(Exercise prompt):
Reproduce the listing that follows with no differences at all.

========================================

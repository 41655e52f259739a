#[derive(Debug, thiserror::Error)]
pub enum DbError {
    #[error("Database error: {0}")]
    SqlxError(#[from] sqlx::Error),
}
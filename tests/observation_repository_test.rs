// Repository-level tests against an in-memory SQLite store

use climate_observation_service::db::ObservationRepository;
use sqlx::sqlite::SqlitePoolOptions;
use sqlx::SqlitePool;

async fn setup_test_db() -> SqlitePool {
    let pool = SqlitePoolOptions::new()
        .max_connections(1)
        .connect("sqlite::memory:")
        .await
        .expect("Failed to open in-memory database");

    sqlx::migrate!("./migrations")
        .run(&pool)
        .await
        .expect("Failed to run migrations");

    pool
}

async fn insert_measurement(
    pool: &SqlitePool,
    station: &str,
    date: &str,
    prcp: Option<f64>,
    tobs: f64,
) {
    sqlx::query(
        r#"
        INSERT INTO measurement (station, date, prcp, tobs)
        VALUES (?1, ?2, ?3, ?4)
        "#,
    )
    .bind(station)
    .bind(date)
    .bind(prcp)
    .bind(tobs)
    .execute(pool)
    .await
    .expect("Failed to insert test measurement");
}

#[tokio::test]
async fn test_find_latest_measurement() {
    let pool = setup_test_db().await;
    let repo = ObservationRepository::new(pool.clone());

    assert!(repo.find_latest().await.unwrap().is_none());

    insert_measurement(&pool, "USC00511111", "2017-08-20", Some(0.0), 75.0).await;
    insert_measurement(&pool, "USC00522222", "2017-08-23", Some(0.1), 76.0).await;
    insert_measurement(&pool, "USC00511111", "2016-01-01", Some(0.2), 70.0).await;

    let latest = repo.find_latest().await.unwrap().unwrap();
    assert_eq!(latest.date, "2017-08-23");
    assert_eq!(latest.station, "USC00522222");
    assert_eq!(latest.prcp, Some(0.1));
    assert_eq!(latest.tobs, 76.0);

    let latest = repo
        .find_latest_for_station("USC00511111")
        .await
        .unwrap()
        .unwrap();
    assert_eq!(latest.date, "2017-08-20");

    assert!(repo
        .find_latest_for_station("USC00599999")
        .await
        .unwrap()
        .is_none());
}

#[tokio::test]
async fn test_summary_min_avg_max_ordering() {
    let pool = setup_test_db().await;
    let repo = ObservationRepository::new(pool.clone());

    for (date, tobs) in [
        ("2016-01-01", 62.0),
        ("2016-02-01", 71.0),
        ("2016-03-01", 68.0),
        ("2016-04-01", 77.0),
    ] {
        insert_measurement(&pool, "USC00511111", date, None, tobs).await;
    }

    let summary = repo.summarize_temperatures_since("2016-01-01").await.unwrap();
    let (min, avg, max) = (
        summary.min.unwrap(),
        summary.avg.unwrap(),
        summary.max.unwrap(),
    );

    assert!(min <= avg && avg <= max);
    assert_eq!(min, 62.0);
    assert_eq!(max, 77.0);
    assert!((avg - 69.5).abs() < 1e-9);
}

#[tokio::test]
async fn test_bounded_summary_restricts_rows() {
    let pool = setup_test_db().await;
    let repo = ObservationRepository::new(pool.clone());

    insert_measurement(&pool, "USC00511111", "2016-01-01", None, 70.0).await;
    insert_measurement(&pool, "USC00511111", "2016-06-01", None, 80.0).await;
    insert_measurement(&pool, "USC00511111", "2016-12-01", None, 90.0).await;

    let open = repo.summarize_temperatures_since("2016-01-01").await.unwrap();
    let bounded = repo
        .summarize_temperatures_between("2016-01-01", "2016-06-01")
        .await
        .unwrap();

    assert_eq!(open.max, Some(90.0));
    assert_eq!(bounded.max, Some(80.0));
    assert_eq!(bounded.min, open.min);
    assert_eq!(bounded.avg, Some(75.0));
}

#[tokio::test]
async fn test_summary_of_empty_set_is_all_null() {
    let pool = setup_test_db().await;
    let repo = ObservationRepository::new(pool.clone());

    let summary = repo.summarize_temperatures_since("2016-01-01").await.unwrap();
    assert_eq!(summary.min, None);
    assert_eq!(summary.avg, None);
    assert_eq!(summary.max, None);

    let summary = repo
        .summarize_temperatures_between("2016-01-01", "2016-06-01")
        .await
        .unwrap();
    assert_eq!(summary.min, None);
    assert_eq!(summary.avg, None);
    assert_eq!(summary.max, None);
}

#[tokio::test]
async fn test_station_counts_sum_to_total_rows() {
    let pool = setup_test_db().await;
    let repo = ObservationRepository::new(pool.clone());

    for date in ["2017-01-01", "2017-01-02", "2017-01-03"] {
        insert_measurement(&pool, "USC00511111", date, Some(0.0), 70.0).await;
    }
    for date in ["2017-01-01", "2017-01-02"] {
        insert_measurement(&pool, "USC00522222", date, Some(0.0), 71.0).await;
    }

    let counts = repo.count_measurements_per_station().await.unwrap();
    let total = repo.count_measurements().await.unwrap();

    let sum: i64 = counts.iter().map(|c| c.measurement_count).sum();
    assert_eq!(sum, total);
    assert_eq!(total, 5);

    // Ordered most active first
    assert_eq!(counts[0].station, "USC00511111");
    assert_eq!(counts[0].measurement_count, 3);
    assert_eq!(counts[1].measurement_count, 2);
}

#[tokio::test]
async fn test_precipitation_groups_distinct_values_per_date() {
    let pool = setup_test_db().await;
    let repo = ObservationRepository::new(pool.clone());

    insert_measurement(&pool, "USC00511111", "2017-06-01", Some(0.1), 70.0).await;
    insert_measurement(&pool, "USC00522222", "2017-06-01", Some(0.2), 71.0).await;
    // Duplicate value collapses under DISTINCT
    insert_measurement(&pool, "USC00533333", "2017-06-01", Some(0.1), 72.0).await;
    insert_measurement(&pool, "USC00511111", "2017-06-02", None, 69.0).await;

    let rows = repo
        .find_daily_precipitation_since("2017-01-01")
        .await
        .unwrap();

    assert_eq!(rows.len(), 2);
    assert_eq!(rows[0].date, "2017-06-01");

    let joined = rows[0].precipitation.as_deref().unwrap();
    let parts: std::collections::BTreeSet<&str> = joined.split(',').collect();
    assert_eq!(parts.len(), 2);
    assert!(parts.contains("0.1"));
    assert!(parts.contains("0.2"));

    // A date whose only reading is null joins to nothing
    assert_eq!(rows[1].date, "2017-06-02");
    assert_eq!(rows[1].precipitation, None);
}

#[tokio::test]
async fn test_temperatures_for_station_ascending() {
    let pool = setup_test_db().await;
    let repo = ObservationRepository::new(pool.clone());

    insert_measurement(&pool, "USC00511111", "2017-03-01", None, 72.0).await;
    insert_measurement(&pool, "USC00511111", "2017-01-01", None, 65.0).await;
    insert_measurement(&pool, "USC00511111", "2016-01-01", None, 60.0).await;
    insert_measurement(&pool, "USC00522222", "2017-02-01", None, 99.0).await;

    let rows = repo
        .find_temperatures_for_station_since("USC00511111", "2016-08-18")
        .await
        .unwrap();

    assert_eq!(rows.len(), 2);
    assert_eq!(rows[0].date, "2017-01-01");
    assert_eq!(rows[0].tobs, 65.0);
    assert_eq!(rows[1].date, "2017-03-01");
    assert_eq!(rows[1].tobs, 72.0);
}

========================================

(Response area):
repository 41655e52f259739a
#[derive(Debug, thiserror::Error)]
pub enum DbError {
    #[error("Database error: {0}")]
    SqlxError(#[from] sqlx::Error),
}
filename tests/observation_repository_test.rs
// Repository-level tests against an in-memory SQLite store

use climate_observation_service::db::ObservationRepository;
use sqlx::sqlite::SqlitePoolOptions;
use sqlx::SqlitePool;

async fn setup_test_db() -> SqlitePool {
    let pool = SqlitePoolOptions::new()
        .max_connections(1)
        .connect("sqlite::memory:")
        .await
        .expect("Failed to open in-memory database");

    sqlx::migrate!("./migrations")
        .run(&pool)
        .await
        .expect("Failed to run migrations");

    pool
}

async fn insert_measurement(
    pool: &SqlitePool,
    station: &str,
    date: &str,
    prcp: Option<f64>,
    tobs: f64,
) {
    sqlx::query(
        r#"
        INSERT INTO measurement (station, date, prcp, tobs)
        VALUES (?1, ?2, ?3, ?4)
        "#,
    )
    .bind(station)
    .bind(date)
    .bind(prcp)
    .bind(tobs)
    .execute(pool)
    .await
    .expect("Failed to insert test measurement");
}

#[tokio::test]
async fn test_find_latest_measurement() {
    let pool = setup_test_db().await;
    let repo = ObservationRepository::new(pool.clone());

    assert!(repo.find_latest().await.unwrap().is_none());

    insert_measurement(&pool, "USC00511111", "2017-08-20", Some(0.0), 75.0).await;
    insert_measurement(&pool, "USC00522222", "2017-08-23", Some(0.1), 76.0).await;
    insert_measurement(&pool, "USC00511111", "2016-01-01", Some(0.2), 70.0).await;

    let latest = repo.find_latest().await.unwrap().unwrap();
    assert_eq!(latest.date, "2017-08-23");
    assert_eq!(latest.station, "USC00522222");
    assert_eq!(latest.prcp, Some(0.1));
    assert_eq!(latest.tobs, 76.0);

    let latest = repo
        .find_latest_for_station("USC00511111")
        .await
        .unwrap()
        .unwrap();
    assert_eq!(latest.date, "2017-08-20");

    assert!(repo
        .find_latest_for_station("USC00599999")
        .await
        .unwrap()
        .is_none());
}

#[tokio::test]
async fn test_summary_min_avg_max_ordering() {
    let pool = setup_test_db().await;
    let repo = ObservationRepository::new(pool.clone());

    for (date, tobs) in [
        ("2016-01-01", 62.0),
        ("2016-02-01", 71.0),
        ("2016-03-01", 68.0),
        ("2016-04-01", 77.0),
    ] {
        insert_measurement(&pool, "USC00511111", date, None, tobs).await;
    }

    let summary = repo.summarize_temperatures_since("2016-01-01").await.unwrap();
    let (min, avg, max) = (
        summary.min.unwrap(),
        summary.avg.unwrap(),
        summary.max.unwrap(),
    );

    assert!(min <= avg && avg <= max);
    assert_eq!(min, 62.0);
    assert_eq!(max, 77.0);
    assert!((avg - 69.5).abs() < 1e-9);
}

#[tokio::test]
async fn test_bounded_summary_restricts_rows() {
    let pool = setup_test_db().await;
    let repo = ObservationRepository::new(pool.clone());

    insert_measurement(&pool, "USC00511111", "2016-01-01", None, 70.0).await;
    insert_measurement(&pool, "USC00511111", "2016-06-01", None, 80.0).await;
    insert_measurement(&pool, "USC00511111", "2016-12-01", None, 90.0).await;

    let open = repo.summarize_temperatures_since("2016-01-01").await.unwrap();
    let bounded = repo
        .summarize_temperatures_between("2016-01-01", "2016-06-01")
        .await
        .unwrap();

    assert_eq!(open.max, Some(90.0));
    assert_eq!(bounded.max, Some(80.0));
    assert_eq!(bounded.min, open.min);
    assert_eq!(bounded.avg, Some(75.0));
}

#[tokio::test]
async fn test_summary_of_empty_set_is_all_null() {
    let pool = setup_test_db().await;
    let repo = ObservationRepository::new(pool.clone());

    let summary = repo.summarize_temperatures_since("2016-01-01").await.unwrap();
    assert_eq!(summary.min, None);
    assert_eq!(summary.avg, None);
    assert_eq!(summary.max, None);

    let summary = repo
        .summarize_temperatures_between("2016-01-01", "2016-06-01")
        .await
        .unwrap();
    assert_eq!(summary.min, None);
    assert_eq!(summary.avg, None);
    assert_eq!(summary.max, None);
}

#[tokio::test]
async fn test_station_counts_sum_to_total_rows() {
    let pool = setup_test_db().await;
    let repo = ObservationRepository::new(pool.clone());

    for date in ["2017-01-01", "2017-01-02", "2017-01-03"] {
        insert_measurement(&pool, "USC00511111", date, Some(0.0), 70.0).await;
    }
    for date in ["2017-01-01", "2017-01-02"] {
        insert_measurement(&pool, "USC00522222", date, Some(0.0), 71.0).await;
    }

    let counts = repo.count_measurements_per_station().await.unwrap();
    let total = repo.count_measurements().await.unwrap();

    let sum: i64 = counts.iter().map(|c| c.measurement_count).sum();
    assert_eq!(sum, total);
    assert_eq!(total, 5);

    // Ordered most active first
    assert_eq!(counts[0].station, "USC00511111");
    assert_eq!(counts[0].measurement_count, 3);
    assert_eq!(counts[1].measurement_count, 2);
}

#[tokio::test]
async fn test_precipitation_groups_distinct_values_per_date() {
    let pool = setup_test_db().await;
    let repo = ObservationRepository::new(pool.clone());

    insert_measurement(&pool, "USC00511111", "2017-06-01", Some(0.1), 70.0).await;
    insert_measurement(&pool, "USC00522222", "2017-06-01", Some(0.2), 71.0).await;
    // Duplicate value collapses under DISTINCT
    insert_measurement(&pool, "USC00533333", "2017-06-01", Some(0.1), 72.0).await;
    insert_measurement(&pool, "USC00511111", "2017-06-02", None, 69.0).await;

    let rows = repo
        .find_daily_precipitation_since("2017-01-01")
        .await
        .unwrap();

    assert_eq!(rows.len(), 2);
    assert_eq!(rows[0].date, "2017-06-01");

    let joined = rows[0].precipitation.as_deref().unwrap();
    let parts: std::collections::BTreeSet<&str> = joined.split(',').collect();
    assert_eq!(parts.len(), 2);
    assert!(parts.contains("0.1"));
    assert!(parts.contains("0.2"));

    // A date whose only reading is null joins to nothing
    assert_eq!(rows[1].date, "2017-06-02");
    assert_eq!(rows[1].precipitation, None);
}

#[tokio::test]
async fn test_temperatures_for_station_ascending() {
    let pool = setup_test_db().await;
    let repo = ObservationRepository::new(pool.clone());

    insert_measurement(&pool, "USC00511111", "2017-03-01", None, 72.0).await;
    insert_measurement(&pool, "USC00511111", "2017-01-01", None, 65.0).await;
    insert_measurement(&pool, "USC00511111", "2016-01-01", None, 60.0).await;
    insert_measurement(&pool, "USC00522222", "2017-02-01", None, 99.0).await;

    let rows = repo
        .find_temperatures_for_station_since("USC00511111", "2016-08-18")
        .await
        .unwrap();

    assert_eq!(rows.len(), 2);
    assert_eq!(rows[0].date, "2017-01-01");
    assert_eq!(rows[0].tobs, 65.0);
    assert_eq!(rows[1].date, "2017-03-01");
    assert_eq!(rows[1].tobs, 72.0);
}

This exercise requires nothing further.